Il y a du beau monde dans les rangs de vigne du coté de Bayon-sur-Gironde dans les Cotes-de-Bourg. Quelques jours après leur victoire à domicile contre La Rochelle, les Brock James, les Baptiste Serin, les Jefferson Poirot et tout le reste de l’équipe sont venus vendanger une parcelle de merlot. « J’aime bien le monde du vin même si j’ai besoin d’apprendre, notamment sur les vins rouges car ma préférence allait vers les blancs, j’ai une cave avec beaucoup de Bordeaux et un peu de Bourgogne », explique l’international Jefferson Poirot avec sa hotte sur les épaules.

Le première ligne a quelques points sur l’arcade, ce sont des choses qui arrivent, et qui arrivent souvent très vite. Originaire de Bergerac, il trouve très sympathique de se retrouver au Château Eyquem, ce magnifique vignoble qui domine l’estuaire, en attendant de se faire moucher l’autre œil à Grenoble. Et la responsable œnotourisme ne cache pas son plaisir de voir débarquer tous ces colosses aux couleurs de l’UBB. « On aime recevoir du monde à la propriété, on a refait la salle de dégustation, c’est une très belle façon de promouvoir les Côtes de Bourg et il faut reconnaître que mon père Xavier Carreau est un fan de rugby et supporter inconditionnel de l’UBB », souligne Charlotte Carreau.

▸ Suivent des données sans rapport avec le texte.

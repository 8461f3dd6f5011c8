//! Cross-indicator alignment: composites that chain several kernels must
//! produce outputs that line up with each other and with the kernels run
//! standalone over the matching sub-ranges.

use ta_engine::prelude::*;

fn close_series(n: usize) -> Vec<f64> {
    let mut v = Vec::with_capacity(n);
    let mut price = 100.0_f64;
    for i in 0..n {
        price += (i as f64 * 0.713).sin() * 1.7 + 0.05;
        v.push(price);
    }
    v
}

fn full(n: usize) -> IndexRange {
    resolve_range(RangeSpec::full(), &[n]).unwrap()
}

#[test]
fn macd_histogram_is_line_minus_signal() {
    let n = 80;
    let data = close_series(n);
    let settings = Settings::new();
    let mut macd = vec![0.0; n];
    let mut signal = vec![0.0; n];
    let mut hist = vec![0.0; n];

    let r = macd_into(
        &data, full(n), 12, 26, 9, &settings, &mut macd, &mut signal, &mut hist,
    )
    .unwrap();
    assert_eq!((r.first, r.len), (33, 47));
    for i in 0..r.len {
        assert!((hist[i] - (macd[i] - signal[i])).abs() < 1e-9);
    }
}

#[test]
fn macd_line_matches_standalone_emas() {
    let n = 100;
    let data = close_series(n);
    let settings = Settings::new();
    let mut macd = vec![0.0; n];
    let mut signal = vec![0.0; n];
    let mut hist = vec![0.0; n];

    let r = macd_into(
        &data, full(n), 12, 26, 9, &settings, &mut macd, &mut signal, &mut hist,
    )
    .unwrap();

    // The line itself is EMA(12) - EMA(26) over the same bars.
    let mut fast = vec![0.0; n];
    let mut slow = vec![0.0; n];
    let rf = ema_into(&data, full(n), 12, &settings, &mut fast).unwrap();
    let rs = ema_into(&data, full(n), 26, &settings, &mut slow).unwrap();
    for i in 0..r.len {
        let bar = r.first + i;
        let line = fast[bar - rf.first] - slow[bar - rs.first];
        assert!((macd[i] - line).abs() < 1e-9, "bar {bar}");
    }
}

#[test]
fn apo_matches_standalone_moving_averages() {
    let n = 60;
    let data = close_series(n);
    let settings = Settings::new();
    let mut apo = vec![0.0; n];
    let r = apo_into(&data, full(n), 5, 12, MaKind::Sma, &settings, &mut apo).unwrap();

    let mut fast = vec![0.0; n];
    let mut slow = vec![0.0; n];
    let rf = sma_into(&data, full(n), 5, &mut fast).unwrap();
    let rs = sma_into(&data, full(n), 12, &mut slow).unwrap();
    assert_eq!(r.first, rs.first);
    for i in 0..r.len {
        let bar = r.first + i;
        let expected = fast[bar - rf.first] - slow[bar - rs.first];
        assert!((apo[i] - expected).abs() < 1e-9);
    }
}

#[test]
fn ppo_is_apo_scaled_by_slow_average() {
    let n = 60;
    let data = close_series(n);
    let settings = Settings::new();
    let mut apo = vec![0.0; n];
    let mut ppo = vec![0.0; n];
    let ra = apo_into(&data, full(n), 5, 12, MaKind::Sma, &settings, &mut apo).unwrap();
    let rp = ppo_into(&data, full(n), 5, 12, MaKind::Sma, &settings, &mut ppo).unwrap();
    assert_eq!(ra, rp);

    let mut slow = vec![0.0; n];
    let rs = sma_into(&data, full(n), 12, &mut slow).unwrap();
    for i in 0..ra.len {
        let bar = ra.first + i;
        let expected = apo[i] / slow[bar - rs.first] * 100.0;
        assert!((ppo[i] - expected).abs() < 1e-9);
    }
}

#[test]
fn adxr_averages_adx_with_its_lagged_value() {
    let n = 140;
    let close = close_series(n);
    let high: Vec<f64> = close.iter().map(|c| c + 1.2).collect();
    let low: Vec<f64> = close.iter().map(|c| c - 0.9).collect();
    let settings = Settings::new();
    let period = 14;

    let mut adx = vec![0.0; n];
    let mut adxr = vec![0.0; n];
    let ra = adx_into(&high, &low, &close, full(n), period, &settings, &mut adx).unwrap();
    let rr = adxr_into(&high, &low, &close, full(n), period, &settings, &mut adxr).unwrap();
    assert_eq!(rr.first, ra.first + period - 1);

    for i in 0..rr.len {
        let bar = rr.first + i;
        let current = adx[bar - ra.first];
        let lagged = adx[bar - ra.first - (period - 1)];
        assert!((adxr[i] - (current + lagged) / 2.0).abs() < 1e-9);
    }
}

#[test]
fn stoch_slow_k_equals_fast_d_smoothing_of_raw_k() {
    // Slow %K with SMA smoothing is fast %D with the same period.
    let n = 90;
    let close = close_series(n);
    let high: Vec<f64> = close.iter().map(|c| c + 0.8).collect();
    let low: Vec<f64> = close.iter().map(|c| c - 0.8).collect();
    let settings = Settings::new();

    let mut slow_k = vec![0.0; n];
    let mut slow_d = vec![0.0; n];
    let rs = stoch_into(
        &high, &low, &close, full(n), 5, 3, MaKind::Sma, 3, MaKind::Sma, &settings, &mut slow_k,
        &mut slow_d,
    )
    .unwrap();

    let mut fast_k = vec![0.0; n];
    let mut fast_d = vec![0.0; n];
    let rf = stoch_fast_into(
        &high, &low, &close, full(n), 5, 3, MaKind::Sma, &settings, &mut fast_k, &mut fast_d,
    )
    .unwrap();

    for i in 0..rs.len {
        let bar = rs.first + i;
        assert!((slow_k[i] - fast_d[bar - rf.first]).abs() < 1e-9);
    }
}

#[test]
fn stochrsi_matches_fast_stoch_over_rsi_output() {
    let n = 120;
    let data = close_series(n);
    let settings = Settings::new();

    let mut k = vec![0.0; n];
    let mut d = vec![0.0; n];
    let r = stochrsi_into(
        &data, full(n), 14, 14, 3, MaKind::Sma, &settings, &mut k, &mut d,
    )
    .unwrap();
    assert_eq!(r.first, 29);

    // Recompute by hand: RSI of the whole series, then fast stochastic of
    // the RSI values treated as high, low, and close at once.
    let mut rsi = vec![0.0; n];
    let rr = rsi_into(&data, full(n), 14, &settings, &mut rsi).unwrap();
    let rsi = &rsi[..rr.len];
    let mut k2 = vec![0.0; rr.len];
    let mut d2 = vec![0.0; rr.len];
    let r2 = stoch_fast_into(
        rsi,
        rsi,
        rsi,
        full(rr.len),
        14,
        3,
        MaKind::Sma,
        &settings,
        &mut k2,
        &mut d2,
    )
    .unwrap();
    assert_eq!(r.len, r2.len);
    for i in 0..r.len {
        assert!((k[i] - k2[i]).abs() < 1e-9);
        assert!((d[i] - d2[i]).abs() < 1e-9);
    }
}

#[test]
fn bollinger_middle_band_is_the_sma() {
    let n = 50;
    let data = close_series(n);
    let mut upper = vec![0.0; n];
    let mut middle = vec![0.0; n];
    let mut lower = vec![0.0; n];
    let r = bollinger_into(
        &data, full(n), 20, 2.0, 2.0, &mut upper, &mut middle, &mut lower,
    )
    .unwrap();

    let mut sma = vec![0.0; n];
    let rs = sma_into(&data, full(n), 20, &mut sma).unwrap();
    assert_eq!(r, rs);
    for i in 0..r.len {
        assert!((middle[i] - sma[i]).abs() < 1e-9);
        // Bands are symmetric around the middle for equal multipliers.
        assert!((upper[i] - middle[i] + lower[i] - middle[i]).abs() < 1e-9);
    }
}

#[test]
fn sub_range_output_matches_tail_of_full_range() {
    // Computing over a trailing sub-range must reproduce the tail of the
    // full-range output once the warm-up has converged. SMA and WMA are
    // exact; windowed functions carry no unstable history.
    let n = 100;
    let data = close_series(n);
    let mut full_out = vec![0.0; n];
    let mut tail_out = vec![0.0; n];

    let rf = sma_into(&data, full(n), 10, &mut full_out).unwrap();
    let tail = resolve_range(RangeSpec::new(60, 99), &[n]).unwrap();
    let rt = sma_into(&data, tail, 10, &mut tail_out).unwrap();
    assert_eq!((rt.first, rt.len), (60, 40));
    for i in 0..rt.len {
        let bar = rt.first + i;
        assert!((tail_out[i] - full_out[bar - rf.first]).abs() < 1e-12);
    }

    let rf = wma_into(&data, full(n), 10, &mut full_out).unwrap();
    let rt = wma_into(&data, tail, 10, &mut tail_out).unwrap();
    for i in 0..rt.len {
        let bar = rt.first + i;
        assert!((tail_out[i] - full_out[bar - rf.first]).abs() < 1e-9);
    }
}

Parmi la parcelle qui fait partie de la vingtaine d’hectares que compte le Château d’Eyquem, des génies de l’ovale jouent du sécateur, à commencer par Brock James. « C’est la première fois que je fais les vendanges, je n’avais jamais fait ça en France ni en Australie, c’est un univers qui semble passionnant », confie l’ouvreur qui doit éviter de temps à autre quelques grappes envoyées par les « gros ». Dans une ambiance bon enfant, les joueurs ont ensuite été conviés à voir une réception de vendange avant de passer à la pratique, c’est-à-dire la dégustation.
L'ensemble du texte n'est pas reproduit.